A British tourist was tragically killed by a freak helicopter accident while returning from a family holiday in Greece.
The 21-year-old was travelling back from Mykonos with one of his siblings when he headed to the back of the hired vehicle, not realising the propeller was still spinning.
Local reports state that the pilot of the Bell 407 copter and two ground technicians have been taken into police custody as authorities investigate the circumstances of the death.
It's believed that when the man, who hasn't been named, walked towards the tail of the chopper, the blade caused 'horrific head injuries' and killed him instantly.
The parents were in a similar helicopter and had been on the way to the same spot in Spata, a town near Athens. However, the pilot diverted the vehicle to Athens International Airport to spare them from having to see their son's remains.
A source told The Sun: “The pilot saw what had happened and decided to spare the parents the sight of their son - it was horrendous.
“He flew on to another helipad at Athens where the couple were consoled as it was confirmed that the young man was dead.
“The cause is being investigated but it remains unclear why this happened - or was allowed to happen when rotor blades pose such an obvious danger.”
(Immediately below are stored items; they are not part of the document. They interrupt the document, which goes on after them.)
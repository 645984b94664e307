//! # hsne
//!
//! Multiscale landmark hierarchies: a data set (vectors, a graph or raw
//! similarities) becomes a finite Markov chain over its points, and every
//! new scale keeps a subset of landmarks with a coarser chain over them.
//!
//! - [`Hierarchy`]: scale construction and cross-scale influence queries
//! - [`ClusterTree`]: landmark clusters over the scales, with a consistency audit
//! - [`io`]: binary persistence
//!
//! Rows of every sparse matrix are generic over [`AffinityRow`]; the default
//! backing is [`SortedRow`]. The `parallel` feature (on by default) runs
//! per-vertex work on rayon.
//!
//! ```rust,ignore
//! use hsne::{ExactKnn, Hierarchy, HsneParams, LandmarkPolicy};
//!
//! let params = HsneParams::new()
//!     .with_seed(42)
//!     .with_landmark_policy(LandmarkPolicy::fixed_ratio(0.1));
//! let mut h: Hierarchy = Hierarchy::new(params)?;
//! h.initialize_from_vectors(points.view(), &ExactKnn)?;
//! h.add_scale()?;
//! h.add_scale()?;
//! let weights = h.interpolation_weights(2)?;
//! ```

pub mod bootstrap;
pub mod cluster_tree;
/// Error types used across `hsne`.
pub mod error;
pub mod hierarchy;
pub mod influence;
pub mod io;
pub mod landmarks;
pub mod log;
pub mod pool;
pub mod sparse;
pub mod transition;
pub mod walk;

#[cfg(test)]
mod hierarchy_tests;

pub use bootstrap::{ExactKnn, NeighborSearch, Neighborhoods};
pub use cluster_tree::{Association, Cluster, ClusterAudit, ClusterTree};
pub use error::{Error, Result};
pub use hierarchy::{
    Aggregation, HealthCheck, HealthReport, Hierarchy, HsneParams, LandmarkPolicy, Scale,
    Severity, Statistics, ValidationIssue, ValidationReport,
};
pub use log::{MemoryLog, NoopLog, ProgressLog, TracingLog};
pub use sparse::{AffinityRow, SortedRow, SparseMatrix};
use crate::sparse::{AffinityRow, SortedRow};

/// One level of the hierarchy.
///
/// Scale 0 holds every data point with identity mappings and unit weights.
/// Scale `s > 0` holds the landmarks picked from scale `s - 1`, their
/// row-stochastic transition matrix, and the area of influence linking the
/// two (one row per scale `s - 1` vertex).
#[derive(Debug, Clone, PartialEq)]
pub struct Scale<R = SortedRow> {
    pub(crate) landmark_to_original_data_idx: Vec<u32>,
    pub(crate) landmark_to_previous_scale_idx: Vec<u32>,
    pub(crate) previous_scale_to_landmark_idx: Vec<i32>,
    pub(crate) landmark_weight: Vec<f32>,
    pub(crate) transition_matrix: Vec<R>,
    pub(crate) area_of_influence: Vec<R>,
}

impl<R: AffinityRow> Scale<R> {
    /// Finest scale over `transition_matrix.len()` data points.
    pub(crate) fn first(transition_matrix: Vec<R>) -> Self {
        let n = transition_matrix.len();
        let identity: Vec<u32> = (0..n as u32).collect();
        Self {
            landmark_to_original_data_idx: identity.clone(),
            landmark_to_previous_scale_idx: identity,
            previous_scale_to_landmark_idx: Vec::new(),
            landmark_weight: vec![1.0; n],
            transition_matrix,
            area_of_influence: Vec::new(),
        }
    }

    /// Number of landmarks (data points at scale 0).
    pub fn len(&self) -> usize {
        self.transition_matrix.len()
    }

    /// True if the scale holds no landmarks.
    pub fn is_empty(&self) -> bool {
        self.transition_matrix.is_empty()
    }

    /// Data-point index of each landmark.
    pub fn landmark_to_original_data_idx(&self) -> &[u32] {
        &self.landmark_to_original_data_idx
    }

    /// Previous-scale index of each landmark.
    pub fn landmark_to_previous_scale_idx(&self) -> &[u32] {
        &self.landmark_to_previous_scale_idx
    }

    /// Landmark index of each previous-scale vertex, `-1` if not a landmark.
    /// Empty at scale 0.
    pub fn previous_scale_to_landmark_idx(&self) -> &[i32] {
        &self.previous_scale_to_landmark_idx
    }

    /// Landmark of previous-scale vertex `prev`, if it was selected.
    pub fn landmark_of(&self, prev: usize) -> Option<u32> {
        self.previous_scale_to_landmark_idx
            .get(prev)
            .and_then(|&l| u32::try_from(l).ok())
    }

    /// Mass represented by each landmark.
    pub fn landmark_weight(&self) -> &[f32] {
        &self.landmark_weight
    }

    /// Row-stochastic transition matrix over the landmarks.
    pub fn transition_matrix(&self) -> &[R] {
        &self.transition_matrix
    }

    /// Influence of each landmark over each previous-scale vertex. Empty at
    /// scale 0.
    pub fn area_of_influence(&self) -> &[R] {
        &self.area_of_influence
    }

    /// Lower bound on the memory held by the scale, in megabytes.
    ///
    /// Counts vector capacities and stored sparse entries.
    pub fn min_memory_occupation(&self) -> f64 {
        let entry = std::mem::size_of::<(u32, f32)>();
        let mut bytes = self.landmark_to_original_data_idx.capacity() * 4
            + self.landmark_to_previous_scale_idx.capacity() * 4
            + self.previous_scale_to_landmark_idx.capacity() * 4
            + self.landmark_weight.capacity() * 4;
        for row in self
            .transition_matrix
            .iter()
            .chain(self.area_of_influence.iter())
        {
            bytes += row.len() * entry;
        }
        bytes as f64 / 1024.0 / 1024.0
    }
}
A police source added: “We are talking about a tragedy - an unprecedented tragedy - a tragedy that should never have happened.”
Giorgos Kalliakmanis, head of the police union for south eastern Athens, said the ongoing investigation will look at whether proper safety procedures were followed.
Authorities will seek to find out whether the passengers were allowed to depart from the chopper when the rotor blades were still running.
If found to be culpable, Kalliakmanis told the Greek news outlet Mega Channel that the pilot could face manslaughter charges.
"We want to see if the pilot informed the passengers to get off the helicopter," he explained.
“These propellers run for about two minutes from the time he turns the engine off unless he presses a button which stops them at 50 seconds.
“The helicopter door has no security, anyone who wants to open the door and get out.
“The preliminary investigation will look at whether the pilot informed them to get out when the propeller and engines stopped.”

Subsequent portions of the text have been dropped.